**What you should do:**
The lines to copy are those in the records below that hold the word "Invalid".

**Given entries:**
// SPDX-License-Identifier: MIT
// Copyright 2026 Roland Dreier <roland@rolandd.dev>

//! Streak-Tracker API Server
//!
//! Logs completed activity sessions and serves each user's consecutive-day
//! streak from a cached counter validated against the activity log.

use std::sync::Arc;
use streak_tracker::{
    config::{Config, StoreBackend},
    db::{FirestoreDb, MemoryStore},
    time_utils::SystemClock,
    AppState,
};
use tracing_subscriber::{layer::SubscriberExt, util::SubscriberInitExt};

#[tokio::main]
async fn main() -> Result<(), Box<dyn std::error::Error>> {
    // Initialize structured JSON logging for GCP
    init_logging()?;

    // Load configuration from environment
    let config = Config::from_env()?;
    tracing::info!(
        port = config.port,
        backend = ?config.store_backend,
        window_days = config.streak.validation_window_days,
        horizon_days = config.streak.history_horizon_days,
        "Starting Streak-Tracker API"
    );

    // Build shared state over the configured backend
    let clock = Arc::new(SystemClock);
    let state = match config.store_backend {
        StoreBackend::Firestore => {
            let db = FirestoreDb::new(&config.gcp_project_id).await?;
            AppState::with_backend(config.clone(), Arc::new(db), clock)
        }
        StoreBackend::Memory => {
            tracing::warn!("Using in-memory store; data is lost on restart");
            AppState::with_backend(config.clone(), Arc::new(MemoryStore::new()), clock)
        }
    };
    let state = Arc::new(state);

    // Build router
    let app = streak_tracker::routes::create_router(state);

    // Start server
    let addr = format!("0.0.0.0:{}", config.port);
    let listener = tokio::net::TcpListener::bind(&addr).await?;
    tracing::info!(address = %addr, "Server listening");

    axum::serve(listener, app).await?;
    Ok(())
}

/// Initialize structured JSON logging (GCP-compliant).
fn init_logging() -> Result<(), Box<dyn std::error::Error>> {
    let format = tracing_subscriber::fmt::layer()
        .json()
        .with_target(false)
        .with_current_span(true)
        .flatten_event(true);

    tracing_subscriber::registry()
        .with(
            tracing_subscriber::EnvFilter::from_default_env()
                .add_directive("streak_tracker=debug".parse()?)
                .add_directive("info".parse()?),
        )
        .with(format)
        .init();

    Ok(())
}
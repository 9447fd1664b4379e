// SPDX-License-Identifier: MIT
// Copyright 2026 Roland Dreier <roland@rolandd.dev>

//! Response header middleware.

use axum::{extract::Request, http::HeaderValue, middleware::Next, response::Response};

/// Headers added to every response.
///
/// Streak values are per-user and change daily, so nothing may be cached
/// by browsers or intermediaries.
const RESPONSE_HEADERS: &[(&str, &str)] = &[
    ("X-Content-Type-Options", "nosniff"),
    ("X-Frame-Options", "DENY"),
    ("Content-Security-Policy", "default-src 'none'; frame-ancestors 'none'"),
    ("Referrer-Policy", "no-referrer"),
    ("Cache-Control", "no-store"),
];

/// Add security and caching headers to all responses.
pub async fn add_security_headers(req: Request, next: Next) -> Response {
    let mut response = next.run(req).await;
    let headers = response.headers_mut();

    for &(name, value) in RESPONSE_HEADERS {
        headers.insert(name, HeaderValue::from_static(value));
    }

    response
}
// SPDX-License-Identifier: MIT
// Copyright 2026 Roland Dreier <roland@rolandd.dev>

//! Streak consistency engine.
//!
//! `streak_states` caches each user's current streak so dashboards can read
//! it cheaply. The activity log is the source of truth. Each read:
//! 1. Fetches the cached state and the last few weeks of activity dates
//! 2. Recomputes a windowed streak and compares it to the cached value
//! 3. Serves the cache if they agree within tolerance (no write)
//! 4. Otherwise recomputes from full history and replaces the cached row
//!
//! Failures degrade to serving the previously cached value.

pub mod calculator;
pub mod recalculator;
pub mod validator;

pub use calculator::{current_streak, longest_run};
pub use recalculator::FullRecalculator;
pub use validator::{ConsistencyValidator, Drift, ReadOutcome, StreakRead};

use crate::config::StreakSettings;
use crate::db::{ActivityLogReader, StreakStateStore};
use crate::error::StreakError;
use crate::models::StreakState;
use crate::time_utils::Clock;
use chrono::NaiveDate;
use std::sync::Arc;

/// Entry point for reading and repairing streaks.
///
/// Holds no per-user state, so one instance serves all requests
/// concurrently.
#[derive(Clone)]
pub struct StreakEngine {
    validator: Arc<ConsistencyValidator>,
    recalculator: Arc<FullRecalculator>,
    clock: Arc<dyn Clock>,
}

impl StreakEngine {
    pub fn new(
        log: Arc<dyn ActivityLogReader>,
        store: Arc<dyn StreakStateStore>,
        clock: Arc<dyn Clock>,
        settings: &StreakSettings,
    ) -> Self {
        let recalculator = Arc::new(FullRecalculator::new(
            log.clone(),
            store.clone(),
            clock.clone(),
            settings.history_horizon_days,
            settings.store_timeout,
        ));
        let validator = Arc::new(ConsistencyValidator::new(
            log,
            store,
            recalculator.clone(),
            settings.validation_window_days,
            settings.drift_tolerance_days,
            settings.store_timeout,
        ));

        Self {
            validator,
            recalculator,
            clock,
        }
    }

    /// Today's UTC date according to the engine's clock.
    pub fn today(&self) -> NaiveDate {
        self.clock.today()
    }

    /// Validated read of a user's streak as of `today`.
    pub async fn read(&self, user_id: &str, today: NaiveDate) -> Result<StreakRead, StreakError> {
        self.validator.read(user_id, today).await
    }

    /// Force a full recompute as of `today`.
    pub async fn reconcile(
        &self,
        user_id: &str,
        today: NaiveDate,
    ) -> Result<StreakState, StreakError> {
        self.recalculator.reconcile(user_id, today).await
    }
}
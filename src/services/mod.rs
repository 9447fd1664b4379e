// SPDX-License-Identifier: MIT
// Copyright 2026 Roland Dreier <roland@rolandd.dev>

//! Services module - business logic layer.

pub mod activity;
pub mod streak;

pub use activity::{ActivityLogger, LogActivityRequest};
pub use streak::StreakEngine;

...

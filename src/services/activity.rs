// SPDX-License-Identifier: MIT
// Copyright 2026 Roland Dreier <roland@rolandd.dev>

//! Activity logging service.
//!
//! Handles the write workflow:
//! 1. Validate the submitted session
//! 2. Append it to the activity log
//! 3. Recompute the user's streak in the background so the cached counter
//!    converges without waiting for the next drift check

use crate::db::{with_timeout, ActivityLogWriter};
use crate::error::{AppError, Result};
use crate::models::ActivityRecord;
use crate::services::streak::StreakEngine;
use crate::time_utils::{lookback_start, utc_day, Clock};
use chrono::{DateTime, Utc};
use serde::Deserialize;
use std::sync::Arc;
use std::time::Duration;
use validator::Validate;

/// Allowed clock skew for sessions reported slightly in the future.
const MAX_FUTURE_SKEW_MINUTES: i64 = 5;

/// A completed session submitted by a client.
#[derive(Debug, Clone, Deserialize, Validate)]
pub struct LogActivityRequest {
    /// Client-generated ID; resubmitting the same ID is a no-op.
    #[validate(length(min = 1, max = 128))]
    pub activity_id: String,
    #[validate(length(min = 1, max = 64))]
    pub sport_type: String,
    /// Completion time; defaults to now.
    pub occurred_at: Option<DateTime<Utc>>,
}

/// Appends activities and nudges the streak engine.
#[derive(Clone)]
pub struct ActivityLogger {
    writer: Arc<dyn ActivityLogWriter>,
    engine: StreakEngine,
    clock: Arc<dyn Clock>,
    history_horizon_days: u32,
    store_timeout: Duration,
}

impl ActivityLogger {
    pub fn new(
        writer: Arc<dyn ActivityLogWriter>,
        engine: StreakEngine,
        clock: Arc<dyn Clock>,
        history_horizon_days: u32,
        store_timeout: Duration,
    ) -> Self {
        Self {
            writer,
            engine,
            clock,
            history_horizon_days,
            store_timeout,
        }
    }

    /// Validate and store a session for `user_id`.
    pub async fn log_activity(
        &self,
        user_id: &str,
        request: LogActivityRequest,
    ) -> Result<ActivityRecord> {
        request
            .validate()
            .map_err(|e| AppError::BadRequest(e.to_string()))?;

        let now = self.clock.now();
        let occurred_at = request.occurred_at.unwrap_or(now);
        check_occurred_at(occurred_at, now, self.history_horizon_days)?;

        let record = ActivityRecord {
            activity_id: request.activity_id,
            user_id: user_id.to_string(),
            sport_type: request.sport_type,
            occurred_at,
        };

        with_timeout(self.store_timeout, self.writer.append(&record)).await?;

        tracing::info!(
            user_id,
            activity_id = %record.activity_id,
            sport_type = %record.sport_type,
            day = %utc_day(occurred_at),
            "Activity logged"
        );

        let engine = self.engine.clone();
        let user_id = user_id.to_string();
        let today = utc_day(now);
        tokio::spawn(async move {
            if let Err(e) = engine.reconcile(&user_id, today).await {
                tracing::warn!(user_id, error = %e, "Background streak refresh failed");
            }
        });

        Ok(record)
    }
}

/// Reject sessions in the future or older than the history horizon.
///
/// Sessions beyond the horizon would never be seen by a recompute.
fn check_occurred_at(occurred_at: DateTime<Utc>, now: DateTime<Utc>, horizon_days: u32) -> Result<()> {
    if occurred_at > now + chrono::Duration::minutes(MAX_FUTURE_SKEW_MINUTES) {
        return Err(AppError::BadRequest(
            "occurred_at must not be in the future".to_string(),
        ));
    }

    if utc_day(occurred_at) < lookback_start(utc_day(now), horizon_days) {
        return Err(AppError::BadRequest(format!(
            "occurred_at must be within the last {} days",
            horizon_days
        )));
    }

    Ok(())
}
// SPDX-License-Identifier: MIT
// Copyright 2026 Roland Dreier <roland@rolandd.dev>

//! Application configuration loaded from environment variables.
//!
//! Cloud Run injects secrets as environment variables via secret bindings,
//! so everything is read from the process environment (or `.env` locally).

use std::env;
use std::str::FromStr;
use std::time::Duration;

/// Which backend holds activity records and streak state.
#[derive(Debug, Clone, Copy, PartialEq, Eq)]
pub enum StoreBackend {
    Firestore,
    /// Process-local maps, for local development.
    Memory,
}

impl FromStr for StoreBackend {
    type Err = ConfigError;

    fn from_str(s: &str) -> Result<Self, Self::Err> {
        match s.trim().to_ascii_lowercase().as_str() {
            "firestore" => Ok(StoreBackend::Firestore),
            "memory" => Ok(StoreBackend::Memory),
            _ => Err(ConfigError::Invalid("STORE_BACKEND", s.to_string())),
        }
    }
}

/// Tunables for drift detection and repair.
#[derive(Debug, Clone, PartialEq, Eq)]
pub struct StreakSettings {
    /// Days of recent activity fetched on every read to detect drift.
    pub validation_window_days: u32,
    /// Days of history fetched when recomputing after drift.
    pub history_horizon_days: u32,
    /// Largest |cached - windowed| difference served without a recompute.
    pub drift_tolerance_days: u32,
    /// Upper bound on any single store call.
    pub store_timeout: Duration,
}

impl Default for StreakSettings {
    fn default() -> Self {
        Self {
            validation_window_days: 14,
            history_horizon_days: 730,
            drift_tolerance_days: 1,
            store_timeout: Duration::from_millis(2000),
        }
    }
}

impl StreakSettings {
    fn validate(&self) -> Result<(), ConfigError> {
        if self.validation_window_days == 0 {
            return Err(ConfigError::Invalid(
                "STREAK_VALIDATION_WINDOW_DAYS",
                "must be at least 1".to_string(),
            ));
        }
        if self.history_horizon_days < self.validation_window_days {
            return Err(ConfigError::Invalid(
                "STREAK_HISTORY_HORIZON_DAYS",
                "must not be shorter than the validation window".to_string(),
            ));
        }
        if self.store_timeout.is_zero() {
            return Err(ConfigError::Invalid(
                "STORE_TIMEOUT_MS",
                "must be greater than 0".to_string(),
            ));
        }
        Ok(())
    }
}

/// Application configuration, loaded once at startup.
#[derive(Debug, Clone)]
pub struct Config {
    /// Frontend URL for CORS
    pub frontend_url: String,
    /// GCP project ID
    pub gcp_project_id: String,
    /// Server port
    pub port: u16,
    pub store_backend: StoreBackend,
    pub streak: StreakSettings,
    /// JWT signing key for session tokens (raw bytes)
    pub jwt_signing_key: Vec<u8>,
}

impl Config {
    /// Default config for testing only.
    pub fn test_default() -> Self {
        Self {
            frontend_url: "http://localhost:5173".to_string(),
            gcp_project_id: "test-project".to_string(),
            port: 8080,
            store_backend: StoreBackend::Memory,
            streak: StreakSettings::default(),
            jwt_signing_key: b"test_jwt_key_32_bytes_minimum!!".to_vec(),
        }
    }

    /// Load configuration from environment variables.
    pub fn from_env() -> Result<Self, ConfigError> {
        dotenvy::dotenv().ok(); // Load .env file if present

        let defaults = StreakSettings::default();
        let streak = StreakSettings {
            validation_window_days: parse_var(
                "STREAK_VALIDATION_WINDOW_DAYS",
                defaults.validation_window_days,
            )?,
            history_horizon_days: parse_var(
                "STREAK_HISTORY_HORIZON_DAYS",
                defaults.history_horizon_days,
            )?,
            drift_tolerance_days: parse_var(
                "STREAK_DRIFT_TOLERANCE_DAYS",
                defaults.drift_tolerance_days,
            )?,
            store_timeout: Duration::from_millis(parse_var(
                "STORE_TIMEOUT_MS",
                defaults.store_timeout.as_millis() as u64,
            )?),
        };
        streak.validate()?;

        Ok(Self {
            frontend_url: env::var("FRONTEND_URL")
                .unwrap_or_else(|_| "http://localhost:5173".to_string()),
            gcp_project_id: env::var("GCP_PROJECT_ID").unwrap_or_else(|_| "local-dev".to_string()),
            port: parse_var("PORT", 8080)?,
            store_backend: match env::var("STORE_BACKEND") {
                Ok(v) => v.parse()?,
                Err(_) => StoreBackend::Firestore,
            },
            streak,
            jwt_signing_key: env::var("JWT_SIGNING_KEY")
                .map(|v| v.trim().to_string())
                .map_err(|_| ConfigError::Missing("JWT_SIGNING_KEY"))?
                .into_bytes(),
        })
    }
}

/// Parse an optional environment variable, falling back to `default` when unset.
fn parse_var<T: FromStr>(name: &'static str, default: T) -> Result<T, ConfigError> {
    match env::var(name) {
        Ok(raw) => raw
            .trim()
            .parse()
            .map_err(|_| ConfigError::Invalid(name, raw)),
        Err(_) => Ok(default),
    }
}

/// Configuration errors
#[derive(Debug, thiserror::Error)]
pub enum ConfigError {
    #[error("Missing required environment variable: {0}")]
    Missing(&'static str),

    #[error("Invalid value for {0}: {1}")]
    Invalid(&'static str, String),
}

**Reply to the task:**
            _ => Err(ConfigError::Invalid("STORE_BACKEND", s.to_string())),
            return Err(ConfigError::Invalid(
            return Err(ConfigError::Invalid(
            return Err(ConfigError::Invalid(
            .map_err(|_| ConfigError::Invalid(name, raw)),
    #[error("Invalid value for {0}: {1}")]
    Invalid(&'static str, String),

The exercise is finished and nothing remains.